The new proposal will be reviewed under the process stipulated in the Annex P. Japan will submit a new proposal to the chair of the Scientific Committee no later than six months before the next Annual Meeting of the Scientific Committee in 2015 (October/November 2014).
The proposal should then be reviewed by a small specialist workshop with a limited but adequate number of invited experts.
The Workshop should be organised at least 100 days before the Annual Meeting in 2015 (January/February 2015).
Results of the Workshop should be duly submitted to the next Annual Meeting of the Committee in 2015 for its final review.
The Government of Japan will meet the necessary costs for organising the Workshop to be held in Tokyo in January/February 2015, which includes the cost for the meeting venue and other miscellaneous costs other than the travel/stay costs for the participants.
Travel/stay costs for the participants at the Workshop are expected to be met by IWC.
The Committee agrees to submit a budget request for the 2014/15 intersessional period to cover the travel and stay of the expert panel (see Item 26).

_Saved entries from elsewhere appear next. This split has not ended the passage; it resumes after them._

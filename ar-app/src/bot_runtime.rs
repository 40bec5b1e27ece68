use ar_llm::UsageStats;
use chrono::Utc;
use serde::Serialize;
use std::sync::Arc;
use tokio::sync::{Mutex, RwLock};
use tokio::task::JoinHandle;
use tokio_util::sync::CancellationToken;

use crate::engine::{EngineDeps, EngineState, EngineStatus, PollingEngine};

#[derive(Debug, Clone, Serialize)]
pub struct BotStatus {
    pub running: bool,
    pub engine: EngineStatus,
    pub usage: UsageStats,
}

struct ActiveEngine {
    shutdown: CancellationToken,
    task_handle: JoinHandle<()>,
}

/// Owns at most one polling engine task and its shared status.
pub struct BotRuntime {
    deps: EngineDeps,
    state: Arc<RwLock<EngineStatus>>,
    active: Mutex<Option<ActiveEngine>>,
}

impl BotRuntime {
    pub fn new(deps: EngineDeps) -> Self {
        Self {
            deps,
            state: Arc::new(RwLock::new(EngineStatus::default())),
            active: Mutex::new(None),
        }
    }

    /// Returns false when an engine is already running.
    pub async fn start(&self) -> bool {
        let mut active = self.active.lock().await;
        if active
            .as_ref()
            .is_some_and(|engine| !engine.task_handle.is_finished())
        {
            return false;
        }

        {
            let mut guard = self.state.write().await;
            *guard = EngineStatus {
                state: EngineState::Running,
                started_at: Some(Utc::now()),
                ..EngineStatus::default()
            };
        }

        let shutdown = CancellationToken::new();
        let engine = PollingEngine::new(self.deps.clone());
        let state = Arc::clone(&self.state);
        let token = shutdown.clone();
        let task_handle = tokio::spawn(async move {
            engine.run(Arc::clone(&state), token).await;
            let mut guard = state.write().await;
            guard.state = EngineState::Stopped;
            guard.stopped_at = Some(Utc::now());
        });
        *active = Some(ActiveEngine {
            shutdown,
            task_handle,
        });
        tracing::info!("bot engine started");
        true
    }

    /// Cancels the engine and waits for its current step to finish.
    /// Returns false when nothing was running.
    pub async fn stop(&self) -> bool {
        let mut active = self.active.lock().await;
        let Some(engine) = active.take() else {
            return false;
        };

        self.state.write().await.state = EngineState::Stopping;
        engine.shutdown.cancel();
        if let Err(error) = engine.task_handle.await {
            tracing::warn!(?error, "bot engine shutdown join failed");
        }

        let mut guard = self.state.write().await;
        guard.state = EngineState::Stopped;
        if guard.stopped_at.is_none() {
            guard.stopped_at = Some(Utc::now());
        }
        tracing::info!("bot engine stopped");
        true
    }

    pub async fn is_running(&self) -> bool {
        self.active
            .lock()
            .await
            .as_ref()
            .is_some_and(|engine| !engine.task_handle.is_finished())
    }

    pub async fn status_snapshot(&self) -> BotStatus {
        BotStatus {
            running: self.is_running().await,
            engine: self.state.read().await.clone(),
            usage: self.deps.limiter.usage_stats(),
        }
    }
}
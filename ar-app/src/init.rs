//! Configuration scaffolding for `autoreply init`.
//!
//! Initializes `~/.autoreply/` from the repository template without
//! overwriting existing local files.

use anyhow::Result;
use std::path::{Path, PathBuf};

#[derive(Debug, Clone, Default)]
pub struct InitReport {
    pub root: PathBuf,
    pub created: Vec<PathBuf>,
    pub skipped: Vec<PathBuf>,
}

#[derive(Debug, Clone, Copy)]
struct TemplateFile {
    relative_path: &'static str,
    contents: &'static str,
}

const TEMPLATE_FILES: &[TemplateFile] = &[TemplateFile {
    relative_path: "config.toml",
    contents: include_str!("../../config-templates/config.toml"),
}];

const DATA_DIR: &str = "data";

pub async fn initialize_default() -> Result<InitReport> {
    let config_path = crate::config::default_config_path();
    let root = config_path
        .parent()
        .ok_or_else(|| anyhow::anyhow!("invalid default config path: {}", config_path.display()))?
        .to_path_buf();
    initialize_at_root(&root).await
}

pub async fn initialize_at_root(root: &Path) -> Result<InitReport> {
    let data_dir = root.join(DATA_DIR);
    tokio::fs::create_dir_all(&data_dir)
        .await
        .map_err(|e| anyhow::anyhow!("create data dir {}: {e}", data_dir.display()))?;

    let mut report = InitReport {
        root: root.to_path_buf(),
        created: Vec::new(),
        skipped: Vec::new(),
    };

    for template in TEMPLATE_FILES {
        let target = root.join(template.relative_path);
        match tokio::fs::metadata(&target).await {
            Ok(_) => {
                report.skipped.push(target);
            }
            Err(err) if err.kind() == std::io::ErrorKind::NotFound => {
                tokio::fs::write(&target, template.contents)
                    .await
                    .map_err(|e| {
                        anyhow::anyhow!("write config template {}: {e}", target.display())
                    })?;
                report.created.push(target);
            }
            Err(err) => {
                return Err(anyhow::anyhow!(
                    "inspect config path {}: {err}",
                    target.display()
                ));
            }
        }
    }

    Ok(report)
}
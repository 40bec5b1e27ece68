use serde::{Deserialize, Serialize};
use std::fmt;
use std::ops::Deref;

macro_rules! id_newtype {
    ($name:ident) => {
        #[derive(Debug, Clone, PartialEq, Eq, Hash, PartialOrd, Ord, Serialize, Deserialize)]
        #[serde(transparent)]
        pub struct $name(String);

        impl $name {
            pub fn new(value: impl Into<String>) -> Self {
                Self(value.into())
            }

            pub fn as_str(&self) -> &str {
                &self.0
            }

            pub fn into_inner(self) -> String {
                self.0
            }
        }

        impl From<String> for $name {
            fn from(value: String) -> Self {
                Self::new(value)
            }
        }

        impl From<&str> for $name {
            fn from(value: &str) -> Self {
                Self::new(value)
            }
        }

        impl AsRef<str> for $name {
            fn as_ref(&self) -> &str {
                self.as_str()
            }
        }

        impl Deref for $name {
            type Target = str;

            fn deref(&self) -> &Self::Target {
                self.as_str()
            }
        }

        impl fmt::Display for $name {
            fn fmt(&self, f: &mut fmt::Formatter<'_>) -> fmt::Result {
                f.write_str(self.as_str())
            }
        }
    };
}

// Phone number without the `@s.whatsapp.net` suffix.
id_newtype!(ConversationId);
// Provider-assigned id, used for dedup.
id_newtype!(MessageId);

#[derive(Debug, Clone, PartialEq, Eq, Serialize)]
#[serde(rename_all = "snake_case")]
pub enum ConnectionState {
    Open,
    Connecting,
    Closed,
    NotConfigured,
    Unreachable,
    Other(String),
}

impl ConnectionState {
    pub fn from_transport(raw: &str) -> Self {
        match raw.trim().to_ascii_lowercase().as_str() {
            "open" => Self::Open,
            "connecting" => Self::Connecting,
            "close" | "closed" => Self::Closed,
            other => Self::Other(other.to_string()),
        }
    }
}

#[derive(Debug, Clone, PartialEq, Eq, Serialize)]
pub struct ConnectionStatus {
    pub state: ConnectionState,
    pub detail: String,
}

impl ConnectionStatus {
    pub fn new(state: ConnectionState, detail: impl Into<String>) -> Self {
        Self {
            state,
            detail: detail.into(),
        }
    }

    pub fn not_configured() -> Self {
        Self::new(
            ConnectionState::NotConfigured,
            "transport not configured: base url, token and instance name are required",
        )
    }

    /// Only an explicit "open" state counts.
    pub fn is_connected(&self) -> bool {
        self.state == ConnectionState::Open
    }
}

#[derive(Debug, Clone, PartialEq, Eq, Serialize)]
#[serde(tag = "status", rename_all = "snake_case")]
pub enum SendReceipt {
    Delivered,
    Rejected { reason: String },
}

impl SendReceipt {
    pub fn rejected(reason: impl Into<String>) -> Self {
        Self::Rejected {
            reason: reason.into(),
        }
    }

    pub fn is_delivered(&self) -> bool {
        matches!(self, Self::Delivered)
    }
}
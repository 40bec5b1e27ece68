//! Generation client for the auto-reply engine.
//!
//! Wraps a text-generation HTTP API behind a local call budget and an ordered
//! model fallback chain.

mod client;
mod error;
mod gemini;
mod rate_limit;
mod types;

pub use client::{GenerationBackend, GenerationClient, QUOTA_EXHAUSTED_COOLDOWN};
pub use error::{LlmError, Result};
pub use gemini::GeminiBackend;
pub use rate_limit::{
    Admission, DenyReason, MAX_COOLDOWN, MIN_COOLDOWN, RateLimiter, RateLimits, UsageStats,
};
pub use types::{
    DEFAULT_APOLOGY_REPLY, GenerationOutcome, GenerationRequest, HistoryTurn, Role,
    SuppressReason,
};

This workshop is scheduled for 7-10 February 2015 in Tokyo, Japan, with the last day reserved for the Expert Review Panel to focus on its report to the International Whaling Commission.

Whether Japan will further revise its lethal research in the Southern Ocean if the report contains methodology concerns or it decides to ignore the review panel finding, holding to its new program and to a larger area in which to conduct its announced reduced annual kill, is yet unknown.

Vessels from the Japanese whaling fleet are now heading for the Southern Ocean to conduct a survey – presumably in preparation for next year’s whale hunt.

Sunday 23 November 2014

Japan to continue its annual commercial whale hunt in the Southern Ocean


Once Prime Minister Shinzo Abe was safely out of Australia, after attending the November 2014 G20 summit, Japan announced it will continue its annual whale kill in the Southern Ocean.

Reuters 18 November 2014:

Japan on Tuesday unveiled plans to resume whale hunting in the Southern Ocean despite an international court ruling that previous hunts were illegal, but said it would slash the quota for the so-called scientific whaling program….
The new plan, which a Fisheries Agency official said was drawn up in line with suggestions contained in the court ruling, calls for hunting 333 minke whales, down from some 900 in Japan's previous whaling plans, in the 2015-2016 season.
The plan, which Japan has submitted to the International Whaling Commission, also limits the hunt to minkes. In past years, the hunts had included quotas for humpback and fin whales as well.
"We hope to earnestly explain this new plan in order to win understanding from other nations in the world," Koya Nishikawa, the fisheries minister, told reporters.

Japan canceled its Antarctic hunt this year in response to the ICJ ruling, and carried out a scaled-down version of its less known Northern Pacific hunt this summer.

The Sea Shepherd organisation has stated its intention to prevent the 2015-16 whale hunt by hindering the whaling fleet once it enters Antarctic waters.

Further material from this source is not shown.